Moreno also suggests bringing a letter from the person’s doctor explaining his or her condition, and showing that to TSA agents at the security line. Tell the TSA agent that you need to stay with the person, so that you aren’t directed to separate lines. She also suggests that the caregiver should go through the line first, ahead of the person with dementia, so that he or she doesn’t have an opportunity to wander off once inside the gate area.

Henger suggests consulting a physician about the option of medicating the person before a trip to help calm him or her. She added that some home-care agencies provide travel companions who are experienced in accompanying and helping people in this situation. It’s expensive, and you’ll have to buy a separate ticket for the caregiver.

All the experts agree that, since most forms of dementia are progressive, likely there will come a time when travel is no longer an option for those with dementia.

“On an airplane, a person with dementia may decide he wants to get up and go out the door, and doesn’t understand why he can’t do it,” Adams said. “It can just become impossible.”

But when travel is doable, Elbein believes it’s worth the effort. He plans to travel again with his aunt this summer, on a cruise on the Danube. She lived in Germany after World War II, and with her long-term memory intact, she remembers those days and still speaks four languages fluently, including German.

But this time he says he’ll be sure to inform the boat’s crew that she has dementia and should not leave the boat by herself, something he didn’t do last year.

“I thought I was being kind,” he said. “That was a big mistake.”

Mary Jacobs is a freelance writer who lives in Plano.

 

TIPS FOR A SAFER TRIP

Take precautions in the event the person wanders. Consider enrolling in MedicAlert + Alzheimer’s Association’s Safe Return, which provides an ID bracelet with an 800 number, where operators can help reconnect you with a lost loved one.

Keep a bag with essentials on hand at all times: medications, travel itinerary, a change of clothes, water, snacks and activities.

Travel early in the day or when the person tends to function best.

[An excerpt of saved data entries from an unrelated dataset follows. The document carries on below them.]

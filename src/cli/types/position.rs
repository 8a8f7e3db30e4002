//! Player positions and lineup slots.

use crate::error::FflError;
use serde::{Deserialize, Serialize};
use std::fmt;
use std::str::FromStr;

/// NFL player positions.
///
/// Only QB, RB, WR and TE can appear in a lineup; kickers and defenses
/// are tracked so the player pool mirrors real rosters.
///
/// # Examples
///
/// ```rust
/// use playoff_ffl::Position;
///
/// let qb: Position = "qb".parse().unwrap();
/// assert_eq!(qb, Position::QB);
/// assert_eq!(Position::DST.to_string(), "DST");
/// ```
#[derive(Debug, Clone, Copy, PartialEq, Eq, Hash, Serialize, Deserialize)]
pub enum Position {
    QB,
    RB,
    WR,
    TE,
    K,
    DST,
}

impl Position {
    pub fn as_str(&self) -> &'static str {
        match self {
            Position::QB => "QB",
            Position::RB => "RB",
            Position::WR => "WR",
            Position::TE => "TE",
            Position::K => "K",
            Position::DST => "DST",
        }
    }
}

impl fmt::Display for Position {
    fn fmt(&self, f: &mut fmt::Formatter<'_>) -> fmt::Result {
        write!(f, "{}", self.as_str())
    }
}

impl FromStr for Position {
    type Err = FflError;

    fn from_str(s: &str) -> Result<Self, Self::Err> {
        match s.trim().to_uppercase().as_str() {
            "QB" => Ok(Position::QB),
            "RB" => Ok(Position::RB),
            "WR" => Ok(Position::WR),
            "TE" => Ok(Position::TE),
            "K" => Ok(Position::K),
            "DST" | "D/ST" | "DEF" => Ok(Position::DST),
            _ => Err(FflError::InvalidPosition {
                position: s.to_string(),
            }),
        }
    }
}

/// The five lineup slots, in submission order.
#[derive(Debug, Clone, Copy, PartialEq, Eq, Hash, PartialOrd, Ord, Serialize, Deserialize)]
pub enum Slot {
    Qb,
    Rb,
    Wr,
    Te,
    Flex,
}

impl Slot {
    pub const ALL: [Slot; 5] = [Slot::Qb, Slot::Rb, Slot::Wr, Slot::Te, Slot::Flex];

    /// Whether a player at `position` may fill this slot.
    pub fn accepts(&self, position: Position) -> bool {
        match self {
            Slot::Qb => position == Position::QB,
            Slot::Rb => position == Position::RB,
            Slot::Wr => position == Position::WR,
            Slot::Te => position == Position::TE,
            Slot::Flex => matches!(position, Position::RB | Position::WR | Position::TE),
        }
    }

    /// Human-readable description of who may fill the slot.
    pub fn requirement(&self) -> &'static str {
        match self {
            Slot::Qb => "a QB",
            Slot::Rb => "a RB",
            Slot::Wr => "a WR",
            Slot::Te => "a TE",
            Slot::Flex => "a RB, WR, or TE",
        }
    }
}

impl fmt::Display for Slot {
    fn fmt(&self, f: &mut fmt::Formatter<'_>) -> fmt::Result {
        let s = match self {
            Slot::Qb => "QB",
            Slot::Rb => "RB",
            Slot::Wr => "WR",
            Slot::Te => "TE",
            Slot::Flex => "FLEX",
        };
        write!(f, "{}", s)
    }
}

impl FromStr for Slot {
    type Err = FflError;

    fn from_str(s: &str) -> Result<Self, Self::Err> {
        match s.trim().to_uppercase().as_str() {
            "QB" => Ok(Slot::Qb),
            "RB" => Ok(Slot::Rb),
            "WR" => Ok(Slot::Wr),
            "TE" => Ok(Slot::Te),
            "FLEX" => Ok(Slot::Flex),
            _ => Err(FflError::InvalidSlot {
                slot: s.to_string(),
            }),
        }
    }
}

That’s especially key for those who tend to exhibit sundowning — periods of confusion or agitation in the late afternoon.

Keep the itinerary simple and don’t pack too much into a day. Choose nonstop flights, rather than connections, if possible.

Inform hotel staff and others who might need to understand the person’s situation.

Bring this number: 1-800-272-3900 is the Alzheimer’s Association Helpline, which is staffed around the clock with people who can advise you on how to plan travel and handle problem situations.